_Exercise_:
Your response should consist of one number, the count of lines below that contain "OrderTotals".

Stored data entries:
________
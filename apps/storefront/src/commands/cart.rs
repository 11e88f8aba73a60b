//! # Cart Commands
//!
//! Cart intents and promo codes.
//!
//! ## Cart Lifecycle
//! ```text
//! ┌─────────────────────────────────────────────────────────────────────────┐
//! │                    Cart Lifecycle                                       │
//! │                                                                         │
//! │  ┌──────────┐     ┌──────────┐     ┌──────────┐     ┌──────────┐       │
//! │  │  Empty   │────►│ In Cart  │────►│ Checkout │────►│  Order   │       │
//! │  │  Cart    │     │          │     │  Wizard  │     │  Placed  │       │
//! │  └──────────┘     └──────────┘     └──────────┘     └──────────┘       │
//! │                        │                                  │             │
//! │                   add_to_cart                     cart cleared          │
//! │                   update_cart_item                                      │
//! │                   remove_from_cart                                      │
//! │                   apply_promo_code                                      │
//! │                        │                                                │
//! │                        ▼                                                │
//! │                   clear_cart ──────────────────────►                   │
//! │                                                      (back to empty)   │
//! └─────────────────────────────────────────────────────────────────────────┘
//! ```

use agri_core::promo::{builtin_coupons, redeem, Coupon};
use agri_core::{CartAction, CartItem, Money, NewCartItem, OrderTotals};
use serde::{Deserialize, Serialize};
use tracing::{debug, info};
use ts_rs::TS;

use crate::error::{ApiError, ApiResult, ErrorCode};
use crate::state::{CartState, Catalog, ShoppingCart, StorefrontConfig};

// =============================================================================
// Response Types
// =============================================================================

/// One cart line as displayed.
#[derive(Debug, Clone, Serialize, Deserialize, TS)]
#[serde(rename_all = "camelCase")]
#[ts(export)]
pub struct CartLineView {
    pub item: CartItem,
    pub line_total: Money,
    /// Shows the "Only N left" hint.
    pub low_stock: bool,
}

/// Totals rendered with the store currency, rounded to whole rupees.
#[derive(Debug, Clone, Serialize, Deserialize, TS)]
#[serde(rename_all = "camelCase")]
#[ts(export)]
pub struct FormattedTotals {
    pub subtotal: String,
    pub gst: String,
    pub shipping: String,
    pub discount: String,
    pub total: String,
    pub free_shipping_hint: Option<String>,
}

/// Cart response including items, totals and the applied coupon.
#[derive(Debug, Clone, Serialize, Deserialize, TS)]
#[serde(rename_all = "camelCase")]
#[ts(export)]
pub struct CartView {
    pub lines: Vec<CartLineView>,
    pub item_count: i64,
    pub totals: OrderTotals,
    pub formatted: FormattedTotals,
    pub coupon: Option<Coupon>,
}

/// Toast shown after a cart intent.
#[derive(Debug, Clone, PartialEq, Eq, Serialize, Deserialize, TS)]
#[serde(rename_all = "camelCase")]
#[ts(export)]
pub struct Feedback {
    pub title: String,
    pub description: String,
}

/// Cart plus the toast to show, if any.
#[derive(Debug, Clone, Serialize, Deserialize, TS)]
#[serde(rename_all = "camelCase")]
#[ts(export)]
pub struct CartUpdate {
    pub cart: CartView,
    pub feedback: Option<Feedback>,
}

/// Builds the cart view under the configured pricing.
pub fn cart_view(shopping: &ShoppingCart, config: &StorefrontConfig) -> CartView {
    let threshold = config.pricing.low_stock_threshold;
    let totals = shopping.quote(&config.pricing_policy());

    let lines = shopping
        .cart
        .items()
        .iter()
        .map(|item| CartLineView {
            line_total: item.line_total(),
            low_stock: item.is_low_stock(threshold),
            item: item.clone(),
        })
        .collect();

    let formatted = FormattedTotals {
        subtotal: config.format_money(totals.subtotal),
        gst: config.format_money(totals.gst),
        shipping: config.format_money(totals.shipping),
        discount: config.format_money(totals.discount),
        total: config.format_money(totals.total),
        free_shipping_hint: totals
            .free_shipping_shortfall
            .map(|more| format!("Add {} more for free shipping", config.format_money(more))),
    };

    CartView {
        lines,
        item_count: shopping.cart.item_count(),
        totals,
        formatted,
        coupon: shopping.coupon.clone(),
    }
}

// =============================================================================
// Commands
// =============================================================================

/// Gets the current cart contents.
pub fn get_cart(cart: &CartState, config: &StorefrontConfig) -> CartView {
    debug!("get_cart command");
    cart.with_cart(|c| cart_view(c, config))
}

/// Adds a product to the cart.
///
/// ## Behavior
/// - If the product is already in the cart: quantity increases, capped at stock
/// - If not: added with the catalog price frozen at this moment
///
/// ## Errors
/// - `NotFound` for an unknown product id
/// - `InvalidRequest` for an out-of-stock product or a quantity below 1
pub fn add_to_cart(
    catalog: &dyn Catalog,
    cart: &CartState,
    config: &StorefrontConfig,
    product_id: &str,
    quantity: Option<i64>,
) -> ApiResult<CartUpdate> {
    let quantity = quantity.unwrap_or(1);
    debug!(product_id, quantity, "add_to_cart command");

    if quantity <= 0 {
        return Err(ApiError::new(
            ErrorCode::InvalidRequest,
            format!("Quantity must be at least 1, got {}", quantity),
        ));
    }

    let product = catalog
        .get(product_id)
        .ok_or_else(|| ApiError::not_found("Product", product_id))?;

    if !product.in_stock() {
        return Err(ApiError::new(
            ErrorCode::InvalidRequest,
            format!("{} is out of stock", product.name),
        ));
    }

    let name = product.name.clone();
    cart.dispatch(CartAction::AddItem(NewCartItem::from_product(
        &product, quantity,
    )));

    Ok(CartUpdate {
        cart: get_cart(cart, config),
        feedback: Some(Feedback {
            title: "Added to cart".to_string(),
            description: format!("{} has been added to your cart.", name),
        }),
    })
}

/// Sets the quantity of a cart line; zero or less removes it.
pub fn update_cart_item(
    cart: &CartState,
    config: &StorefrontConfig,
    id: &str,
    quantity: i64,
) -> CartView {
    debug!(id, quantity, "update_cart_item command");
    cart.dispatch(CartAction::UpdateQuantity {
        id: id.to_string(),
        quantity,
    });
    get_cart(cart, config)
}

/// Removes a cart line.
pub fn remove_from_cart(cart: &CartState, config: &StorefrontConfig, id: &str) -> CartUpdate {
    debug!(id, "remove_from_cart command");

    let removed = cart.with_cart(|c| c.cart.get(id).map(|item| item.name.clone()));
    cart.dispatch(CartAction::RemoveItem { id: id.to_string() });

    CartUpdate {
        cart: get_cart(cart, config),
        feedback: removed.map(|name| Feedback {
            title: "Item removed".to_string(),
            description: format!("{} has been removed from your cart.", name),
        }),
    }
}

/// Empties the cart. The applied promo code stays.
pub fn clear_cart(cart: &CartState, config: &StorefrontConfig) -> CartView {
    debug!("clear_cart command");
    cart.dispatch(CartAction::Clear);
    get_cart(cart, config)
}

/// Applies a promo code.
///
/// ## Errors
/// `ValidationError` on field `promo_code` for an empty or unknown code;
/// the cart is left untouched.
pub fn apply_promo_code(
    cart: &CartState,
    config: &StorefrontConfig,
    code: &str,
) -> ApiResult<CartView> {
    debug!(code, "apply_promo_code command");

    let coupon = redeem(&builtin_coupons(), code)?;
    info!(code = %coupon.code, "Promo code applied");

    Ok(cart.with_cart_mut(|c| {
        c.coupon = Some(coupon);
        cart_view(c, config)
    }))
}

/// Removes the applied promo code.
pub fn remove_promo_code(cart: &CartState, config: &StorefrontConfig) -> CartView {
    debug!("remove_promo_code command");
    cart.with_cart_mut(|c| {
        c.coupon = None;
        cart_view(c, config)
    })
}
________
_Answer below_:
2